Assuming you should go about 12.5's to beat the torchchicken I think you don't need that much, but I'll give you a reciepe if doing a complete rebuild. Any 440 would be a good starting point, the older steel crank engines may take a little more abuse and are internally balanced which is an advantage. If using a cast crank, get the B&M flex plate for it so that you can use zero balance converters.

In the short block, I would just rebuild it and use pistons that have generous valve reliefs and come close to zero deck height, then I would mill the block to achieve zero deck. This will give you room for adding the CR with a head change later and with the stock open chamber heads leave some room for acjusting the CR with head gasket thickness. This should bring you to about 10:1 with open chamber heads that have not been milled a lot. I would also invest a little in to the pistons to get them lighter than stock pistons. KB's are a little lighter and still decently priced while for example ROSS's cost more but are even lighter and forged.

I would use the stock LY rods, balanced and beams polished and resized with ARP bolts. If going with ROSS's, I would consider bushing the small ends for floating .990" chevy pins. Have the reciprocating assy balanced.

The block should get all the normal prep. I would install a 1/2" pick up and a bigger pan with a hi volume oil pump and enlargen the oil passages from the mains to the lifter galley according the common instructions. Add a MP windage tray with the slots opened some more. If line honing the block, install ARP main studs before that. It isn't a bad idea anyway, but requires the linehoning after installation.

New cam bearings and oil pump shaft bushing should be used. Use a roller timing chain and for the street a cam with about 230-240 degrees at .050" and around .5" lift. I would try one like comp cams 284 extreme energy with the recommended valve springs.

For heads I would use any heads that should come with the core 440 you buy. I would perform a MP template port job, or take the port job out of your hat if you understand porting stuff and have 2.14/1.81 valves installed with a good valve job and new guides if needed. Mopar Muscle had a good article series about big block head porting and I believe it's on their web page. I wouldn't bother polishing the chamber or anything like that.

I would check the lifter preload and adjust it correct with rocker shaft shims if needed. Or use adjustable rockers and pushrods, this way you would be ready for later solid cam upgrade.

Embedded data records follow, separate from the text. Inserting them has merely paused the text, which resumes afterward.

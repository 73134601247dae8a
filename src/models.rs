use serde::{Deserialize, Deserializer, Serialize};

/// A device row as reported by the monitoring backend. All fields besides
/// `id` may be missing or null depending on how much the scanner learned
/// about the host.
#[derive(Debug, Clone, Serialize, Deserialize, PartialEq)]
pub struct DeviceRecord {
    pub id: i64,
    #[serde(default)]
    pub hostname: Option<String>,
    #[serde(default)]
    pub ip_address: Option<String>,
    #[serde(default)]
    pub mac_address: Option<String>,
    #[serde(default)]
    pub vendor: Option<String>,
    #[serde(default)]
    pub device_type: Option<String>,
    #[serde(default)]
    pub open_ports: Vec<u16>,
    // The backend stores this as a 0/1 integer column and serializes it as-is.
    #[serde(default, deserialize_with = "flag_from_int_or_bool")]
    pub is_active: bool,
    #[serde(default)]
    pub last_seen: Option<String>,
    #[serde(default)]
    pub first_seen: Option<String>,
}

impl DeviceRecord {
    /// Display name preference: hostname, then IP, then a placeholder.
    pub fn display_name(&self) -> &str {
        self.hostname
            .as_deref()
            .or(self.ip_address.as_deref())
            .unwrap_or("Unknown Device")
    }
}

/// Aggregate dashboard statistics.
#[derive(Debug, Clone, Serialize, Deserialize, PartialEq)]
pub struct StatsSummary {
    pub total_devices: u64,
    pub active_devices: u64,
    pub new_today: u64,
    #[serde(default)]
    pub last_scan: Option<String>,
}

/// Scan state reported by `/api/scan/status`. The backend also attaches a
/// `recent_scans` list; it is parsed leniently and kept only for logging.
#[derive(Debug, Clone, Serialize, Deserialize, PartialEq)]
pub struct ScanStatus {
    pub scan_in_progress: bool,
    #[serde(default, skip_serializing_if = "Option::is_none")]
    pub recent_scans: Option<serde_json::Value>,
}

/// Severity of a user-visible notification.
#[derive(Debug, Clone, Copy, PartialEq, Eq, Serialize, Deserialize)]
pub enum NotifyLevel {
    Info,
    Success,
    Warning,
    Error,
}

impl NotifyLevel {
    pub fn label(&self) -> &'static str {
        match self {
            NotifyLevel::Info => "info",
            NotifyLevel::Success => "ok",
            NotifyLevel::Warning => "warn",
            NotifyLevel::Error => "error",
        }
    }
}

/// Envelope for `GET /api/stats`.
#[derive(Debug, Deserialize)]
pub struct StatsEnvelope {
    pub success: bool,
    #[serde(default)]
    pub stats: Option<StatsSummary>,
    #[serde(default)]
    pub error: Option<String>,
}

/// Envelope for `GET /api/devices` and `GET /api/devices/active`.
#[derive(Debug, Deserialize)]
pub struct DevicesEnvelope {
    pub success: bool,
    #[serde(default)]
    pub devices: Option<Vec<DeviceRecord>>,
    #[serde(default)]
    #[allow(dead_code)]
    pub total: Option<u64>,
    #[serde(default)]
    pub error: Option<String>,
}

/// Envelope for `GET /api/scan/status`. Unlike the other endpoints the
/// payload fields sit at the top level of the response.
#[derive(Debug, Deserialize)]
pub struct ScanStatusEnvelope {
    pub success: bool,
    #[serde(default)]
    pub scan_in_progress: Option<bool>,
    #[serde(default)]
    pub recent_scans: Option<serde_json::Value>,
    #[serde(default)]
    pub error: Option<String>,
}

fn flag_from_int_or_bool<'de, D>(deserializer: D) -> Result<bool, D::Error>
where
    D: Deserializer<'de>,
{
    #[derive(Deserialize)]
    #[serde(untagged)]
    enum Flag {
        Bool(bool),
        Int(i64),
    }

    Ok(match Flag::deserialize(deserializer)? {
        Flag::Bool(b) => b,
        Flag::Int(i) => i != 0,
    })
}

#[cfg(test)]
mod tests {
    use super::*;

    #[test]
    fn device_deserializes_sqlite_style_row() {
        let json = r#"{
            "id": 7,
            "ip_address": "192.168.1.42",
            "mac_address": "aa:bb:cc:dd:ee:ff",
            "hostname": null,
            "vendor": "Acme",
            "device_type": "Printer",
            "first_seen": "2024-05-01 08:00:00",
            "last_seen": "2024-05-02 09:30:00",
            "is_active": 1,
            "open_ports": [80, 631]
        }"#;

        let device: DeviceRecord = serde_json::from_str(json).unwrap();
        assert_eq!(device.id, 7);
        assert!(device.is_active);
        assert_eq!(device.open_ports, vec![80, 631]);
        assert_eq!(device.display_name(), "192.168.1.42");
    }

    #[test]
    fn device_accepts_missing_optional_fields() {
        let device: DeviceRecord =
            serde_json::from_str(r#"{"id": 1, "is_active": false}"#).unwrap();
        assert!(!device.is_active);
        assert!(device.open_ports.is_empty());
        assert_eq!(device.display_name(), "Unknown Device");
    }

    #[test]
    fn stats_envelope_parses_failure_shape() {
        let env: StatsEnvelope =
            serde_json::from_str(r#"{"success": false, "error": "db locked"}"#).unwrap();
        assert!(!env.success);
        assert_eq!(env.error.as_deref(), Some("db locked"));
        assert!(env.stats.is_none());
    }

    #[test]
    fn scan_status_envelope_payload_is_top_level() {
        let env: ScanStatusEnvelope = serde_json::from_str(
            r#"{"success": true, "scan_in_progress": true, "recent_scans": []}"#,
        )
        .unwrap();
        assert!(env.success);
        assert_eq!(env.scan_in_progress, Some(true));
    }
}
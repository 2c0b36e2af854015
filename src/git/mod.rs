//! Git branch detection
//!
//! When the CI environment does not export the branch name, the checked-out
//! branch can be read from the local repository instead. The [BranchSource]
//! trait abstracts that lookup:
//!
//! - [repository::Git2Repository]: reads `HEAD` using the `git2` crate
//! - [mock::MockRepository]: a fixed answer for tests
//!
//! ```rust
//! # use git_version_guard::git::{BranchSource, HeadState};
//! # fn example<S: BranchSource>(source: &S) -> git_version_guard::Result<()> {
//! if let HeadState::Branch(name) = source.head_state()? {
//!     println!("on branch {}", name);
//! }
//! # Ok(())
//! # }
//! ```

pub mod mock;
pub mod repository;

pub use mock::MockRepository;
pub use repository::Git2Repository;

use crate::error::Result;

/// What `HEAD` currently points at
#[derive(Debug, Clone, PartialEq, Eq)]
pub enum HeadState {
    /// A local branch, possibly without commits yet
    Branch(String),
    /// A commit checked out directly
    Detached,
}

impl HeadState {
    pub fn branch_name(&self) -> Option<&str> {
        match self {
            HeadState::Branch(name) => Some(name),
            HeadState::Detached => None,
        }
    }
}

/// Source of the currently checked-out branch
///
/// Implementations map underlying errors (like `git2::Error`) to
/// [crate::error::GuardError] variants.
pub trait BranchSource {
    /// Describe what `HEAD` points at
    ///
    /// # Returns
    /// * `Ok(HeadState::Branch(name))` - short branch name, e.g. "release/1.2.0"
    /// * `Ok(HeadState::Detached)` - `HEAD` is a bare commit
    /// * `Err` - If the repository cannot be read
    fn head_state(&self) -> Result<HeadState>;
}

For the intake I would use the Performer RPM or if you are concerned with the hood clearance some lower single plane like Torker 2 or Holley Streetdominator; I believe they van be found used for a good price.

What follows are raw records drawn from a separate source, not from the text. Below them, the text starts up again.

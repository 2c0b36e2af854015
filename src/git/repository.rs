use crate::error::Result;
use crate::git::{BranchSource, HeadState};
use git2::{ErrorCode, Repository as Git2Repo};
use std::path::Path;

const LOCAL_BRANCH_PREFIX: &str = "refs/heads/";

/// Wrapper around git2::Repository implementing [BranchSource]
pub struct Git2Repository {
    repo: Git2Repo,
}

impl Git2Repository {
    /// Open or discover a git repository
    pub fn open<P: AsRef<Path>>(path: P) -> Result<Self> {
        let repo = Git2Repo::discover(path)?;

        Ok(Git2Repository { repo })
    }

    /// Create from existing git2::Repository
    pub fn from_git2(repo: Git2Repo) -> Self {
        Git2Repository { repo }
    }
}

impl BranchSource for Git2Repository {
    fn head_state(&self) -> Result<HeadState> {
        match self.repo.head() {
            Ok(head) if head.is_branch() => {
                let name = head
                    .shorthand()
                    .map(str::to_string)
                    .or_else(|| {
                        head.name()
                            .and_then(|n| n.strip_prefix(LOCAL_BRANCH_PREFIX))
                            .map(str::to_string)
                    })
                    .unwrap_or_default();
                Ok(HeadState::Branch(name))
            }
            Ok(_) => Ok(HeadState::Detached),
            // A fresh repository has a symbolic HEAD to a branch with no commits
            Err(e) if e.code() == ErrorCode::UnbornBranch => {
                let head = self.repo.find_reference("HEAD")?;
                Ok(head
                    .symbolic_target()
                    .and_then(|target| target.strip_prefix(LOCAL_BRANCH_PREFIX))
                    .map(|name| HeadState::Branch(name.to_string()))
                    .unwrap_or(HeadState::Detached))
            }
            Err(e) => Err(e.into()),
        }
    }
}
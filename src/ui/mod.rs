//! User interface module - terminal output for check results.

pub mod formatter;

pub use formatter::{
    display_boundary_warning, display_error, display_outcome, display_rules, display_status,
    display_success, format_outcome,
};
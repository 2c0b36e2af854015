use std::fmt;

/// Warnings about the inputs of a check.
/// These are non-fatal issues that should be reported to the user.
#[derive(Debug, Clone, PartialEq)]
pub enum BoundaryWarning {
    /// Neither a flag, the environment nor the repository gave a branch
    NoBranchContext { env_var: String },
    /// Repository detection found a detached `HEAD`
    DetachedHead,
    /// Repository detection was requested but the repository could not be read
    RepositoryUnavailable { reason: String },
    /// No rules are configured, so every branch is treated as non-release
    EmptyRuleSet,
}

impl fmt::Display for BoundaryWarning {
    fn fmt(&self, f: &mut fmt::Formatter<'_>) -> fmt::Result {
        match self {
            BoundaryWarning::NoBranchContext { env_var } => write!(
                f,
                "No {} in build environment. Ignoring assertions for git branch version semantics",
                env_var
            ),
            BoundaryWarning::DetachedHead => {
                write!(f, "HEAD is detached, cannot determine the current branch")
            }
            BoundaryWarning::RepositoryUnavailable { reason } => {
                write!(f, "Cannot read the git repository: {}", reason)
            }
            BoundaryWarning::EmptyRuleSet => write!(
                f,
                "No branch rules configured; every branch requires a snapshot version"
            ),
        }
    }
}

MP electronic ignition is a decent piece, I would use that and recurve the distributor if needed. If willing to go with a better system I would use MSD 6 AL eiher with the stock or a MSD distributor. Good quality ignition wires and a Blaster 2 coil would be my choice.

I would pick a 750 - 850 Holley, either vacuum or double pumper. The vacuums are more forgiving as far as the tune up goes and can be made quick with changing the secondary spring to a light one. They are also softer in the launch which will help if you have limited traction.

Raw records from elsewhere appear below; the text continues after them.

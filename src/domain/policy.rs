//! Branch-to-version policy evaluation.
//!
//! A branch that fully matches one of the configured rules is "release-style"
//! and must carry a final version, equal to the version its name pins when the
//! rule captures one. Any other branch must carry a snapshot version.

use tracing::debug;

use crate::domain::rule::{compile_rules, BranchRule, CompiledRule, RuleMatch};
use crate::domain::snapshot::SnapshotConvention;
use crate::domain::verdict::{Verdict, Violation, ViolationReason};
use crate::error::Result;

/// Pure evaluator over a compiled, ordered rule list
#[derive(Debug, Clone)]
pub struct BranchVersionPolicy {
    rules: Vec<CompiledRule>,
    snapshot: SnapshotConvention,
}

impl BranchVersionPolicy {
    /// Compile `rules` in order. Fails on the first malformed pattern.
    pub fn new(rules: &[BranchRule], snapshot: SnapshotConvention) -> Result<Self> {
        Ok(BranchVersionPolicy {
            rules: compile_rules(rules)?,
            snapshot,
        })
    }

    pub fn rules(&self) -> &[CompiledRule] {
        &self.rules
    }

    pub fn snapshot_convention(&self) -> &SnapshotConvention {
        &self.snapshot
    }

    /// Find the first rule that fully matches `branch`
    pub fn classify(&self, branch: &str) -> Option<RuleMatch> {
        let matched = self.rules.iter().find_map(|rule| rule.matches(branch));
        if let Some(m) = &matched {
            debug!(branch, rule = %m.rule, pinned = ?m.pinned_version, "branch matched rule");
        } else {
            debug!(branch, "branch matched no rule");
        }
        matched
    }

    /// Evaluate a branch/version pair.
    ///
    /// An absent branch yields [`Verdict::Skipped`] regardless of the version.
    ///
    /// The version is assumed to satisfy
    /// [`SnapshotConvention::validate`]; under the `semver` convention an
    /// unparsable version is classified as a final release. Use
    /// [`try_evaluate`](Self::try_evaluate) to have it checked.
    pub fn evaluate(&self, branch: Option<&str>, version: &str) -> Verdict {
        match branch {
            Some(branch) => self.judge(branch, self.classify(branch), version),
            None => Verdict::Skipped,
        }
    }

    /// Like [`evaluate`](Self::evaluate), but validates the version first
    /// whenever there is a branch to check it against.
    pub fn try_evaluate(&self, branch: Option<&str>, version: &str) -> Result<Verdict> {
        if branch.is_some() {
            self.snapshot.validate(version)?;
        }
        Ok(self.evaluate(branch, version))
    }

    /// Derive the verdict for `branch` from its classification
    pub fn judge(&self, branch: &str, matched: Option<RuleMatch>, version: &str) -> Verdict {
        let is_snapshot = self.snapshot.is_snapshot(version);
        let invalid = |rule: Option<String>, reason| {
            Verdict::Invalid(Violation {
                branch: branch.to_string(),
                rule,
                version: version.to_string(),
                reason,
            })
        };

        match matched {
            Some(RuleMatch {
                rule,
                pinned_version,
            }) => {
                if is_snapshot {
                    return invalid(Some(rule), ViolationReason::ReleaseBranchHasSnapshotVersion);
                }

                match pinned_version {
                    Some(expected) if expected != version.trim() => invalid(
                        Some(rule),
                        ViolationReason::VersionMismatch {
                            expected,
                            actual: version.to_string(),
                        },
                    ),
                    _ => Verdict::Valid,
                }
            }
            None if is_snapshot => Verdict::Valid,
            None => invalid(None, ViolationReason::NonReleaseBranchRequiresSnapshot),
        }
    }
}

/// One-shot evaluation with the Maven snapshot convention
pub fn evaluate(branch: Option<&str>, version: &str, rules: &[BranchRule]) -> Result<Verdict> {
    let policy = BranchVersionPolicy::new(rules, SnapshotConvention::Maven)?;
    Ok(policy.evaluate(branch, version))
}

#[cfg(test)]
mod tests {
    use super::*;

    fn gitflow_rules() -> Vec<BranchRule> {
        vec![
            BranchRule::new("main", "^main$"),
            BranchRule::new("release", "^release/(.+)$"),
            BranchRule::new("hotfix", "^hotfix/(.+)$"),
            BranchRule::new("bugfix", "^bugfix/.+$"),
        ]
    }

    fn policy() -> BranchVersionPolicy {
        BranchVersionPolicy::new(&gitflow_rules(), SnapshotConvention::Maven).unwrap()
    }

    #[test]
    fn test_main_with_release_version() {
        assert_eq!(policy().evaluate(Some("main"), "2.3.0"), Verdict::Valid);
    }

    #[test]
    fn test_release_with_snapshot() {
        let verdict = policy().evaluate(Some("release/2.3.0"), "2.3.0-SNAPSHOT");
        let violation = verdict.violation().unwrap();
        assert_eq!(violation.rule.as_deref(), Some("release"));
        assert_eq!(
            violation.reason,
            ViolationReason::ReleaseBranchHasSnapshotVersion
        );
    }

    #[test]
    fn test_release_version_mismatch() {
        let verdict = policy().evaluate(Some("release/2.3.0"), "2.4.0");
        assert_eq!(
            verdict.violation().unwrap().reason,
            ViolationReason::VersionMismatch {
                expected: "2.3.0".to_string(),
                actual: "2.4.0".to_string(),
            }
        );
    }

    #[test]
    fn test_release_version_matches_after_trim() {
        assert_eq!(
            policy().evaluate(Some("release/2.3.0 "), " 2.3.0\n"),
            Verdict::Valid
        );
    }

    #[test]
    fn test_bugfix_without_capture_accepts_any_release_version() {
        assert_eq!(
            policy().evaluate(Some("bugfix/issue-12"), "7.0.1"),
            Verdict::Valid
        );
    }

    #[test]
    fn test_feature_branch_with_snapshot() {
        assert_eq!(
            policy().evaluate(Some("feature/foo"), "1.0.0-SNAPSHOT"),
            Verdict::Valid
        );
    }

    #[test]
    fn test_feature_branch_without_snapshot() {
        let verdict = policy().evaluate(Some("feature/foo"), "1.0.0");
        let violation = verdict.violation().unwrap();
        assert_eq!(violation.rule, None);
        assert_eq!(
            violation.reason,
            ViolationReason::NonReleaseBranchRequiresSnapshot
        );
    }

    #[test]
    fn test_absent_branch_is_skipped() {
        assert_eq!(policy().evaluate(None, "1.0.0"), Verdict::Skipped);
        assert_eq!(policy().evaluate(None, "1.0.0-SNAPSHOT"), Verdict::Skipped);
    }

    #[test]
    fn test_first_match_wins() {
        let rules = vec![
            BranchRule::new("any-release", "release/.+"),
            BranchRule::new("pinned-release", "release/(.+)"),
        ];
        let policy = BranchVersionPolicy::new(&rules, SnapshotConvention::Maven).unwrap();

        // The unpinned rule comes first, so no version comparison happens
        assert_eq!(policy.evaluate(Some("release/1.0.0"), "9.9.9"), Verdict::Valid);
        assert_eq!(
            policy.classify("release/1.0.0").unwrap().rule,
            "any-release"
        );
    }

    #[test]
    fn test_empty_rules_treat_every_branch_as_non_release() {
        let policy = BranchVersionPolicy::new(&[], SnapshotConvention::Maven).unwrap();
        assert!(policy.evaluate(Some("main"), "1.0.0").is_failure());
        assert_eq!(policy.evaluate(Some("main"), "1.0.0-SNAPSHOT"), Verdict::Valid);
    }

    #[test]
    fn test_substring_does_not_match() {
        assert!(policy()
            .evaluate(Some("feature/release/2.0.0"), "2.0.0")
            .is_failure());
    }

    #[test]
    fn test_semver_convention() {
        let policy =
            BranchVersionPolicy::new(&gitflow_rules(), SnapshotConvention::Semver).unwrap();
        assert!(policy.evaluate(Some("release/1.2.0"), "1.2.0-rc.1").is_failure());
        assert_eq!(
            policy.evaluate(Some("feature/x"), "1.3.0-alpha.2"),
            Verdict::Valid
        );
    }

    #[test]
    fn test_free_function_reports_bad_pattern() {
        let rules = vec![BranchRule::new("release", "release/(.+")];
        assert!(evaluate(Some("release/1.0.0"), "1.0.0", &rules).is_err());
    }

    #[test]
    fn test_free_function_evaluates() {
        let verdict = evaluate(Some("main"), "2.3.0", &gitflow_rules()).unwrap();
        assert_eq!(verdict, Verdict::Valid);
    }

    #[test]
    fn test_try_evaluate_rejects_unparsable_semver() {
        let policy =
            BranchVersionPolicy::new(&gitflow_rules(), SnapshotConvention::Semver).unwrap();
        assert!(policy.try_evaluate(Some("feature/x"), "1.2").is_err());
        assert_eq!(
            policy.try_evaluate(Some("release/1.2.0"), "1.2.0").unwrap(),
            Verdict::Valid
        );
    }

    #[test]
    fn test_try_evaluate_skips_without_branch_for_any_version() {
        let policy =
            BranchVersionPolicy::new(&gitflow_rules(), SnapshotConvention::Semver).unwrap();
        assert_eq!(policy.try_evaluate(None, "1.2").unwrap(), Verdict::Skipped);
    }

    #[test]
    fn test_judge_uses_given_classification() {
        let policy = policy();
        let matched = policy.classify("release/2.3.0");
        assert_eq!(
            policy.judge("release/2.3.0", matched, "2.3.0"),
            Verdict::Valid
        );
        assert!(policy.judge("release/2.3.0", None, "2.3.0").is_failure());
    }

    #[test]
    fn test_policy_is_shareable_across_threads() {
        fn assert_send_sync<T: Send + Sync>() {}
        assert_send_sync::<BranchVersionPolicy>();
    }
}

I would use regular 1 3/4"-1 7/8" headers with 2.5" duals and a X- pipe and some performance mufflers you like.

As far as the converter goes, either a 11" or a tight 10" should do the job. Install a deep trans pan and a good tranny oil cooler and the 727 should live forever. For the gears I would use either 3.55's or 3.91's. This all should give you some room for further upgrades and give enough performance for most in the streets.

All well done you should have a high 11 - low 12 second combo here with sticky tires and slightly prepped stock suspension.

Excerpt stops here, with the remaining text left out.